Saved data entries -

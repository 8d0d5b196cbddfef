//! Test modules for the executor crate.

pub mod bulk_write;
pub mod dispatch;
pub mod entities;
//! One entry of a test's `operations` list.
//!
//! A [`RawOperation`] is the operation as written in the test file. Decoding
//! it produces a [`UnifiedOperation`]: the target object, the typed
//! [`Operation`] and exactly one [`Expectation`].

use bson::{Bson, Document};
use serde::{Deserialize, Deserializer};
use unified_core::{Error, Result};

use crate::operation::Operation;
use crate::registry;

/// Sentinel object name for operations run by the runner itself.
pub const TEST_RUNNER: &str = "testRunner";

/// An operation as it appears in a test file.
#[derive(Debug, Clone, PartialEq, Deserialize)]
#[serde(rename_all = "camelCase", deny_unknown_fields)]
pub struct RawOperation {
    pub name: String,
    pub object: String,
    #[serde(default)]
    pub arguments: Option<Document>,
    #[serde(default)]
    pub expect_error: Option<ExpectedError>,
    /// `Some(Bson::Null)` when the file says `expectResult: null`
    #[serde(default, deserialize_with = "present")]
    pub expect_result: Option<Bson>,
    #[serde(default)]
    pub save_result_as_entity: Option<String>,
    #[serde(default)]
    pub ignore_result_and_error: Option<bool>,
}

fn present<'de, D>(deserializer: D) -> std::result::Result<Option<Bson>, D::Error>
where
    D: Deserializer<'de>,
{
    Bson::deserialize(deserializer).map(Some)
}

/// What an operation runs against.
#[derive(Debug, Clone, PartialEq, Eq)]
pub enum ObjectRef {
    TestRunner,
    Entity(String),
}

impl ObjectRef {
    pub fn parse(object: &str) -> Self {
        if object == TEST_RUNNER {
            ObjectRef::TestRunner
        } else {
            ObjectRef::Entity(object.to_string())
        }
    }
}

impl std::fmt::Display for ObjectRef {
    fn fmt(&self, f: &mut std::fmt::Formatter<'_>) -> std::fmt::Result {
        match self {
            ObjectRef::TestRunner => f.write_str(TEST_RUNNER),
            ObjectRef::Entity(id) => f.write_str(id),
        }
    }
}

/// Properties of an error an operation must raise.
#[derive(Debug, Clone, Default, PartialEq, Deserialize)]
#[serde(rename_all = "camelCase", deny_unknown_fields)]
pub struct ExpectedError {
    pub is_error: Option<bool>,
    pub is_client_error: Option<bool>,
    /// Case-insensitive substring of the error message
    pub error_contains: Option<String>,
    pub error_code: Option<i32>,
    /// Compared case-insensitively
    pub error_code_name: Option<String>,
    pub error_labels_contain: Option<Vec<String>>,
    pub error_labels_omit: Option<Vec<String>>,
    /// Matched against the error's partial result
    pub expect_result: Option<Bson>,
}

impl ExpectedError {
    fn is_empty(&self) -> bool {
        *self == ExpectedError::default()
    }
}

/// How an operation's outcome is checked.
#[derive(Debug, Clone, PartialEq)]
pub enum Expectation {
    /// Result unchecked; an error fails the test
    None,
    /// The operation must fail
    Error(ExpectedError),
    /// The operation must succeed
    Result {
        result: Option<Bson>,
        save_as: Option<String>,
    },
    /// Neither result nor error is checked
    Ignore,
}

/// A fully decoded operation.
#[derive(Debug, Clone, PartialEq)]
pub struct UnifiedOperation {
    pub name: String,
    pub object: ObjectRef,
    pub operation: Operation,
    pub expectation: Expectation,
}

impl UnifiedOperation {
    /// Decode the operation, its arguments and its expectation.
    pub fn decode(raw: &RawOperation) -> Result<Self> {
        let operation = registry::decode(&raw.name, raw.arguments.as_ref())?;
        let expectation = decode_expectation(raw)?;
        Ok(Self {
            name: raw.name.clone(),
            object: ObjectRef::parse(&raw.object),
            operation,
            expectation,
        })
    }
}

fn decode_expectation(raw: &RawOperation) -> Result<Expectation> {
    let wants_result = raw.expect_result.is_some() || raw.save_result_as_entity.is_some();
    let ignore = raw.ignore_result_and_error.unwrap_or(false);
    let declared = [raw.expect_error.is_some(), wants_result, ignore]
        .iter()
        .filter(|set| **set)
        .count();
    if declared > 1 {
        return Err(Error::ConflictingExpectations {
            operation: raw.name.clone(),
        });
    }

    if let Some(expected) = &raw.expect_error {
        if expected.is_empty() {
            return Err(Error::invalid_test_file(format!(
                "{}: expectError must assert at least one property",
                raw.name
            )));
        }
        return Ok(Expectation::Error(expected.clone()));
    }
    if wants_result {
        return Ok(Expectation::Result {
            result: raw.expect_result.clone(),
            save_as: raw.save_result_as_entity.clone(),
        });
    }
    if ignore {
        return Ok(Expectation::Ignore);
    }
    Ok(Expectation::None)
}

REQUIREMENT - Copy every line of the data that holds the string "Debug".

RESULT -
#[derive(Debug, Clone, PartialEq, Deserialize)]
#[derive(Debug, Clone, PartialEq, Eq)]
#[derive(Debug, Clone, Default, PartialEq, Deserialize)]
#[derive(Debug, Clone, PartialEq)]
#[derive(Debug, Clone, PartialEq)]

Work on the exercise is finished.